As a side note:
It also is worthwhile to reconsider how you install the lighting in your home, when using LED's. After all, LED light bulbs that fir in regular sockets are more of an compromise, to make the switch-over easy. But they are far from optimal when it comes to really useing the benefits of LED's.
Those bulbs (and by extension, high powered LED modules like the one i mentioned) are meant to produce a lot of a light in a single place, in the hope it spreads out into whatever you are going to illuminate. But there are rather easy to implemet options, if you are willing to depart from that philosophy.
Just as a quick example, if you have rudimentray skills to build your own stuff. Use L or U shaped profiles, thin ones. Mount them on your walls, a few cm below your ceiling. Then place flat LED strips in them, shining upwards to your ceiling. The profile is there so you never look directly into the bright LED's. That way you get a nice, indirect lighting in your room.

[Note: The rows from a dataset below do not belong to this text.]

//! Expense repository: submission and read models.
//!
//! Submission converts the amount, asks the routing engine for the initial
//! transition and inserts the already-routed row in one transaction, so a
//! pending expense is never stored without an approver.

use std::collections::HashMap;
use std::sync::Arc;

use chrono::Utc;
use reimburse_core::approval::validation::{NewExpense, validate_expense};
use reimburse_core::approval::{
    Actor, ApprovalEngine, ApprovalError, Expense, ExpenseStatus, HistoryEntry, RoutingOutcome,
};
use reimburse_core::currency::CurrencyConverter;
use reimburse_shared::ManagerFlagLocation;
use reimburse_shared::types::{ExpenseId, PageRequest, PageResponse, UserId};
use sea_orm::{
    ActiveModelTrait, ColumnTrait, DatabaseConnection, EntityTrait, PaginatorTrait, QueryFilter,
    QueryOrder, QuerySelect, Set, TransactionTrait,
};
use serde::Serialize;
use tracing::{info, warn};
use uuid::Uuid;

use crate::entities::{approval_history, companies, expenses, sea_orm_active_enums};

use super::error::RepositoryError;
use super::mapping::{company_from_model, core_status_to_db, expense_from_model, history_from_model};
use super::routing::{load_directory, load_ledger, load_policies};

/// An expense together with its approval history, oldest entry first.
#[derive(Debug, Clone, PartialEq, Eq, Serialize)]
pub struct ExpenseWithHistory {
    /// The expense.
    #[serde(flatten)]
    pub expense: Expense,
    /// Recorded approval actions.
    pub history: Vec<HistoryEntry>,
}

/// Expense repository.
#[derive(Debug, Clone)]
pub struct ExpenseRepository {
    db: DatabaseConnection,
    converter: Arc<CurrencyConverter>,
    manager_flag: ManagerFlagLocation,
}

impl ExpenseRepository {
    /// Creates a new expense repository using the reference rate table.
    #[must_use]
    pub fn new(db: DatabaseConnection) -> Self {
        Self {
            db,
            converter: Arc::new(CurrencyConverter::default()),
            manager_flag: ManagerFlagLocation::default(),
        }
    }

    /// Uses `converter` for amount conversion.
    #[must_use]
    pub fn with_converter(mut self, converter: Arc<CurrencyConverter>) -> Self {
        self.converter = converter;
        self
    }

    /// Sets whose flag gates routing to the submitter's manager.
    #[must_use]
    pub const fn with_manager_flag(mut self, manager_flag: ManagerFlagLocation) -> Self {
        self.manager_flag = manager_flag;
        self
    }

    /// Validates, converts and routes a new expense for `actor`.
    ///
    /// # Errors
    ///
    /// Returns a validation error for bad input, `ConversionUnavailable`
    /// when no rate exists, and `ReferenceIntegrity` when the submitter or
    /// company is gone. Nothing is stored on error.
    pub async fn submit(
        &self,
        actor: &Actor,
        input: &NewExpense,
    ) -> Result<Expense, RepositoryError> {
        let valid = validate_expense(input)?;
        let company_id = actor.company_id.into_inner();

        let txn = self.db.begin().await?;

        let company = companies::Entity::find_by_id(company_id)
            .one(&txn)
            .await?
            .ok_or_else(|| {
                ApprovalError::ReferenceIntegrity("Company does not exist".to_string())
            })?;
        let company = company_from_model(company)?;

        let converted_amount = self
            .converter
            .convert(valid.amount, valid.currency, company.currency)
            .map_err(ApprovalError::from)?;

        let now = Utc::now();
        let mut expense = Expense {
            id: ExpenseId::new(),
            company_id: actor.company_id,
            employee_id: actor.id,
            amount: valid.amount,
            currency: valid.currency,
            converted_amount,
            category: valid.category,
            description: valid.description,
            expense_date: valid.expense_date,
            status: ExpenseStatus::Pending,
            approval_step: 0,
            current_approver_id: None,
            version: 0,
            created_at: now,
            updated_at: now,
        };

        let directory = load_directory(&txn, company_id).await?;
        let policies = load_policies(&txn, company_id).await?;
        let transition = ApprovalEngine::new(&policies, &directory)
            .with_manager_flag(self.manager_flag)
            .submit(&expense)?;
        transition.apply(&mut expense);

        expenses::ActiveModel {
            id: Set(expense.id.into_inner()),
            company_id: Set(company_id),
            employee_id: Set(expense.employee_id.into_inner()),
            amount: Set(expense.amount),
            currency: Set(expense.currency.to_string()),
            converted_amount: Set(expense.converted_amount),
            category: Set(expense.category.clone()),
            description: Set(expense.description.clone()),
            expense_date: Set(expense.expense_date),
            status: Set(core_status_to_db(expense.status)),
            approval_step: Set(expense.approval_step),
            current_approver_id: Set(expense.current_approver_id.map(UserId::into_inner)),
            version: Set(expense.version),
            created_at: Set(expense.created_at.into()),
            updated_at: Set(expense.updated_at.into()),
        }
        .insert(&txn)
        .await?;

        txn.commit().await?;

        if let RoutingOutcome::StaleApprover { approver_id } = transition.outcome {
            warn!(
                expense_id = %expense.id,
                approver_id = %approver_id,
                "Routed approver no longer exists; expense auto-approved"
            );
        }
        info!(
            expense_id = %expense.id,
            status = expense.status.as_str(),
            step = expense.approval_step,
            converted_amount = %expense.converted_amount,
            "Expense submitted"
        );

        Ok(expense)
    }

    /// The employee's own expenses, newest first, each with its history.
    pub async fn list_mine(
        &self,
        company_id: Uuid,
        employee_id: Uuid,
    ) -> Result<Vec<ExpenseWithHistory>, RepositoryError> {
        let rows = expenses::Entity::find()
            .filter(expenses::Column::CompanyId.eq(company_id))
            .filter(expenses::Column::EmployeeId.eq(employee_id))
            .order_by_desc(expenses::Column::CreatedAt)
            .all(&self.db)
            .await?;

        let ids: Vec<Uuid> = rows.iter().map(|r| r.id).collect();
        let mut history = self.history_by_expense(ids).await?;

        rows.into_iter()
            .map(|row| {
                let entries = history.remove(&row.id).unwrap_or_default();
                Ok(ExpenseWithHistory {
                    expense: expense_from_model(row)?,
                    history: entries,
                })
            })
            .collect()
    }

    /// Pending expenses currently assigned to `approver_id`, oldest first.
    pub async fn list_for_approval(
        &self,
        company_id: Uuid,
        approver_id: Uuid,
    ) -> Result<Vec<Expense>, RepositoryError> {
        expenses::Entity::find()
            .filter(expenses::Column::CompanyId.eq(company_id))
            .filter(expenses::Column::Status.eq(sea_orm_active_enums::ExpenseStatus::Pending))
            .filter(expenses::Column::CurrentApproverId.eq(approver_id))
            .order_by_asc(expenses::Column::CreatedAt)
            .all(&self.db)
            .await?
            .into_iter()
            .map(expense_from_model)
            .collect()
    }

    /// Every expense of the company, newest first, one page at a time.
    pub async fn list_company(
        &self,
        company_id: Uuid,
        page: &PageRequest,
    ) -> Result<PageResponse<Expense>, RepositoryError> {
        let page = page.normalized();
        let query = expenses::Entity::find().filter(expenses::Column::CompanyId.eq(company_id));

        let total = query.clone().count(&self.db).await?;
        let data = query
            .order_by_desc(expenses::Column::CreatedAt)
            .order_by_desc(expenses::Column::Id)
            .offset(page.offset())
            .limit(page.limit())
            .all(&self.db)
            .await?
            .into_iter()
            .map(expense_from_model)
            .collect::<Result<Vec<_>, _>>()?;

        Ok(PageResponse::new(data, page.page, page.per_page, total))
    }

    /// Loads one expense of the company with its ordered history.
    pub async fn load_expense_with_history(
        &self,
        company_id: Uuid,
        expense_id: Uuid,
    ) -> Result<ExpenseWithHistory, RepositoryError> {
        let row = expenses::Entity::find_by_id(expense_id)
            .filter(expenses::Column::CompanyId.eq(company_id))
            .one(&self.db)
            .await?
            .ok_or(RepositoryError::NotFound("Expense"))?;
        let ledger = load_ledger(&self.db, expense_id).await?;
        let expense = expense_from_model(row)?;

        Ok(ExpenseWithHistory {
            history: ledger.entries_for(expense.id).cloned().collect(),
            expense,
        })
    }

    async fn history_by_expense(
        &self,
        expense_ids: Vec<Uuid>,
    ) -> Result<HashMap<Uuid, Vec<HistoryEntry>>, RepositoryError> {
        let mut grouped: HashMap<Uuid, Vec<HistoryEntry>> = HashMap::new();
        if expense_ids.is_empty() {
            return Ok(grouped);
        }

        let rows = approval_history::Entity::find()
            .filter(approval_history::Column::ExpenseId.is_in(expense_ids))
            .order_by_asc(approval_history::Column::CreatedAt)
            .order_by_asc(approval_history::Column::Id)
            .all(&self.db)
            .await?;

        for row in rows {
            grouped
                .entry(row.expense_id)
                .or_default()
                .push(history_from_model(row));
        }
        Ok(grouped)
    }
}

There is virtually no way to do that nicely with incadescent lamos, due to the heat. Even fluorescent tubes are limited here, because they are rather thick and need a bulky ballast to operate. With LED's you can make that virtually invisible. If you are into electronics (or get the proper constant-current supply) you can make it dimmable.
And heck, you don't even need to use white LED strips for that. Use RGB LED strips. They cost a bit more, but that way you can add some nice colour to your ambient lighting.
Really, i think that traditional lighting concepts are not really suitable for LED lighting. Not because they wouldn't work, they do, but because those traditional concepts are limited by the physics of regular bulbs (= heat, big size and high current consumption in low voltage applications). LED's allow _much_ more freedom in the way you arrange them.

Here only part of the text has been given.